Participants of the final political process have concluded the discussions on the dismantling of the former regime, the review of the JPA, the crisis in Eastern Sudan, and transitional justice, and published the outcomes and recommendations of the concluded workshops, while preparing for the final workshop on security sector reform. Furthermore, discussions are underway to win the support of actors who are currently opposing the final political process, including some armed movements, political parties, and resistance committees. As soon as these issues are finalized, the Sudanese actors should be ready to sign the final political agreement that will restore Sudan’s democratic transition. The final political agreement is currently being drafted on the basis of the SBA’s draft transitional constitution, the Framework Agreement, and the recommendations that came out of the convened workshops. The final political process spokesperson announced that they plan to sign the final political agreement on April 1, and adopt the transitional constitution on April 6, while the new transitional government is expected to be formed on April 11.

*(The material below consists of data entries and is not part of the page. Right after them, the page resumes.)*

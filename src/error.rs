use thiserror::Error;

use crate::errcode::Errors;

pub type Result<T> = std::result::Result<T, ProxyError>;

#[derive(Error, Debug)]
pub enum ProxyError {
    #[error("IO error: {0}")]
    Io(#[from] std::io::Error),

    #[error("Configuration error: {0}")]
    Config(String),

    #[error("HTTP error: {0}")]
    Http(#[from] reqwest::Error),

    #[error("Serialization error: {0}")]
    Serialization(#[from] serde_json::Error),

    #[error("Storage error: {0}")]
    Storage(String),

    #[error("Cache error: {0}")]
    Cache(String),

    #[error("Token error: {0}")]
    Token(String),

    #[error("Queue error: {0}")]
    Queue(String),

    #[error(transparent)]
    Registry(Errors),
}

impl From<Errors> for ProxyError {
    fn from(errs: Errors) -> Self {
        ProxyError::Registry(errs)
    }
}

impl ProxyError {
    /// True when the error is a missing storage key, i.e. a cache miss
    /// rather than a failure.
    pub fn is_not_found(&self) -> bool {
        matches!(self, ProxyError::Io(e) if e.kind() == std::io::ErrorKind::NotFound)
    }
}
#![forbid(unsafe_code)]

use std::path::PathBuf;

#[derive(Debug, thiserror::Error)]
pub enum Error {
    #[error("failed to read config: {0}")]
    Figment(#[from] Box<figment::Error>),

    #[error("failed to serialize TOML: {0}")]
    TomlSer(#[from] toml_edit::ser::Error),

    #[error("invalid path: {0}")]
    InvalidPath(PathBuf),

    #[error("invalid value for `{field}`: {reason}")]
    Invalid {
        field: &'static str,
        reason: &'static str,
    },
}

impl From<figment::Error> for Error {
    fn from(err: figment::Error) -> Self {
        Self::Figment(Box::new(err))
    }
}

Despite the ongoing political and constitutional processes, the security situation is still volatile and the country suffers from serious governance and constitutional vacuums. It remains unclear how and if the political agreement will succeed in restoring constitutional order and putting the country back on the democratic transition track, with various groups continuing to contest the process still.

Hamid Khalafallah is a Nonresident Fellow at TIMEP focusing on inclusive governance and mobilization in Sudan.

This analysis was originally published as a feature piece in Issue 1 of the Rule of Law Developments in the Middle East and North Africa newsletter, produced by Konrad-Adenauer-Stiftung Rule of Law Programme Middle East & North Africa and TIMEP.

[1] Ongoing as of the writing of this analysis on March 24, 2023.